Such delay may be inevitable but its costs will be high. Even conservative projections conclude that U.S. greenhouse gas emissions will continue to increase rapidly during the next decade and will produce increasingly serious consequences. The administration’s latest climate action report, circulated in draft, projects that a 19% increase in emissions between 2000 and 2020 will contribute to persistent drought, coastal flooding, and water shortages in many parts of the country and around the world. That increase could be as high as 30% under a business-as-usual scenario. The U.S. Environmental Protection Agency (EPA) reports that carbon dioxide emissions, the most common greenhouse gas, increased by 20% from 1990 to 2005, and emissions of three more potent fluorinated gases, hydrofluorocarbons, perfluorocompounds, and sulfur hexafluoride, weighted for their relative contribution to climate change, increased by 82.5%. The United States still holds the dubious distinction of being the world’s largest producer of greenhouse gases.
Each large contributor to increasing U.S. greenhouse gas emissions has a unique story. Carbon dioxide emissions from generating electricity, responsible for 41% of total U.S. emissions from fossil fuel combustion in 2005, continue to increase faster than energy use because dramatic increases in the price of natural gas have led some power providers to increase their reliance on coal. The most recent estimates of the federal Energy Information Administration project that such emissions will increase 1.2% a year from 2005 to 2030. (The burning of petroleum and natural gas results in 25% and 45% less carbon emissions per unit respectively than does the burning of coal.) Power companies are investing now in facilities that will shape the next half-century of electricity generation—and the next half-century of greenhouse gas emissions. Many of the more than 100 new coal-fired power plants on the drawing boards will have useful lives of 50 years or more.

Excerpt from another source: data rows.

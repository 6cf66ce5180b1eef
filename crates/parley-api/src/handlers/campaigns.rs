//! Campaign handlers

use axum::{
    extract::{Path, Query, State},
    Json,
};
use chrono::{DateTime, Utc};
use parley_common::types::TenantScope;
use parley_core::campaign::CounterReport;
use parley_storage::models::Campaign;
use serde::{Deserialize, Serialize};
use std::sync::Arc;
use uuid::Uuid;

use super::{from_campaign, ApiError};
use crate::state::AppState;

/// Campaign response
#[derive(Debug, Serialize, Deserialize)]
pub struct CampaignResponse {
    pub id: Uuid,
    pub session_id: Uuid,
    pub name: String,
    pub status: String,
    pub total_recipients: i32,
    pub sent_count: i32,
    pub delivered_count: i32,
    pub read_count: i32,
    pub failed_count: i32,
    pub progress_percentage: f64,
    pub scheduled_at: Option<DateTime<Utc>>,
    pub started_at: Option<DateTime<Utc>>,
    pub completed_at: Option<DateTime<Utc>>,
    pub created_at: DateTime<Utc>,
    pub updated_at: DateTime<Utc>,
}

impl From<Campaign> for CampaignResponse {
    fn from(c: Campaign) -> Self {
        let progress = if c.total_recipients > 0 {
            f64::from(c.sent_count + c.failed_count) * 100.0 / f64::from(c.total_recipients)
        } else {
            0.0
        };
        Self {
            id: c.id,
            session_id: c.session_id,
            name: c.name,
            status: c.status,
            total_recipients: c.total_recipients,
            sent_count: c.sent_count,
            delivered_count: c.delivered_count,
            read_count: c.read_count,
            failed_count: c.failed_count,
            progress_percentage: progress.min(100.0),
            scheduled_at: c.scheduled_at,
            started_at: c.started_at,
            completed_at: c.completed_at,
            created_at: c.created_at,
            updated_at: c.updated_at,
        }
    }
}

/// Request body for scheduling a campaign
#[derive(Debug, Deserialize)]
pub struct ScheduleCampaignRequest {
    pub scheduled_at: DateTime<Utc>,
}

/// Query parameters for counter recalculation
#[derive(Debug, Default, Deserialize)]
pub struct RecalculateQuery {
    #[serde(default)]
    pub dry_run: bool,
}

type CampaignPath = Path<(Uuid, Uuid)>;

/// GET /api/v1/tenants/:tenant_id/campaigns/:campaign_id
pub async fn get_campaign(
    State(state): State<Arc<AppState>>,
    Path((tenant_id, campaign_id)): CampaignPath,
) -> Result<Json<CampaignResponse>, ApiError> {
    let campaign = state
        .campaigns
        .get(TenantScope::new(tenant_id), campaign_id)
        .await
        .map_err(from_campaign)?;
    Ok(Json(campaign.into()))
}

/// POST /api/v1/tenants/:tenant_id/campaigns/:campaign_id/start
pub async fn start_campaign(
    State(state): State<Arc<AppState>>,
    Path((tenant_id, campaign_id)): CampaignPath,
) -> Result<Json<CampaignResponse>, ApiError> {
    let campaign = state
        .campaigns
        .start(TenantScope::new(tenant_id), campaign_id)
        .await
        .map_err(from_campaign)?;
    Ok(Json(campaign.into()))
}

/// POST /api/v1/tenants/:tenant_id/campaigns/:campaign_id/pause
pub async fn pause_campaign(
    State(state): State<Arc<AppState>>,
    Path((tenant_id, campaign_id)): CampaignPath,
) -> Result<Json<CampaignResponse>, ApiError> {
    let campaign = state
        .campaigns
        .pause(TenantScope::new(tenant_id), campaign_id)
        .await
        .map_err(from_campaign)?;
    Ok(Json(campaign.into()))
}

/// POST /api/v1/tenants/:tenant_id/campaigns/:campaign_id/resume
pub async fn resume_campaign(
    State(state): State<Arc<AppState>>,
    Path((tenant_id, campaign_id)): CampaignPath,
) -> Result<Json<CampaignResponse>, ApiError> {
    let campaign = state
        .campaigns
        .resume(TenantScope::new(tenant_id), campaign_id)
        .await
        .map_err(from_campaign)?;
    Ok(Json(campaign.into()))
}

/// POST /api/v1/tenants/:tenant_id/campaigns/:campaign_id/cancel
pub async fn cancel_campaign(
    State(state): State<Arc<AppState>>,
    Path((tenant_id, campaign_id)): CampaignPath,
) -> Result<Json<CampaignResponse>, ApiError> {
    let campaign = state
        .campaigns
        .cancel(TenantScope::new(tenant_id), campaign_id)
        .await
        .map_err(from_campaign)?;
    Ok(Json(campaign.into()))
}

/// POST /api/v1/tenants/:tenant_id/campaigns/:campaign_id/schedule
pub async fn schedule_campaign(
    State(state): State<Arc<AppState>>,
    Path((tenant_id, campaign_id)): CampaignPath,
    Json(input): Json<ScheduleCampaignRequest>,
) -> Result<Json<CampaignResponse>, ApiError> {
    let campaign = state
        .campaigns
        .schedule(TenantScope::new(tenant_id), campaign_id, input.scheduled_at)
        .await
        .map_err(from_campaign)?;
    Ok(Json(campaign.into()))
}

/// Compare stored counters with the item table and fix drift unless `dry_run`
///
/// POST /api/v1/tenants/:tenant_id/campaigns/:campaign_id/recalculate
pub async fn recalculate_campaign(
    State(state): State<Arc<AppState>>,
    Path((tenant_id, campaign_id)): CampaignPath,
    Query(query): Query<RecalculateQuery>,
) -> Result<Json<CounterReport>, ApiError> {
    let report = state
        .campaigns
        .recalculate_counters(TenantScope::new(tenant_id), campaign_id, query.dry_run)
        .await
        .map_err(from_campaign)?;
    Ok(Json(report))
}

Carbon emissions from the incineration of municipal solid waste, not even including paper and yard trimmings, increased 91% from 1990 to 2005 as more plastics, synthetic rubber, and other wastes from petroleum products were burned. Carbon emissions from cement manufacture increased 38% as construction activity increased to meet the demands of the growing U.S. economy. Carbon emissions from the burning of gasoline, diesel fuel, and jet fuel to power cars, trucks, planes, and other forms of transportation increased 32% during the same period because of increased travel and “the stagnation of fuel efficiency across the U.S. vehicle fleet,” according to the EPA.
Executives will need powerful incentives to alter current plans in order to make significant reductions in greenhouse gas emissions any time soon. Most are understandably reluctant to place their companies at a competitive disadvantage by making bold and often costly emission-cutting moves unilaterally. In fact, the prolonged congressional debate may make executives more reluctant to act early since their companies may reap large emission-cutting credits once regulations take effect. So far, neither the administration nor Congress has come up with any way to reduce greenhouse gas emissions in the next critical years.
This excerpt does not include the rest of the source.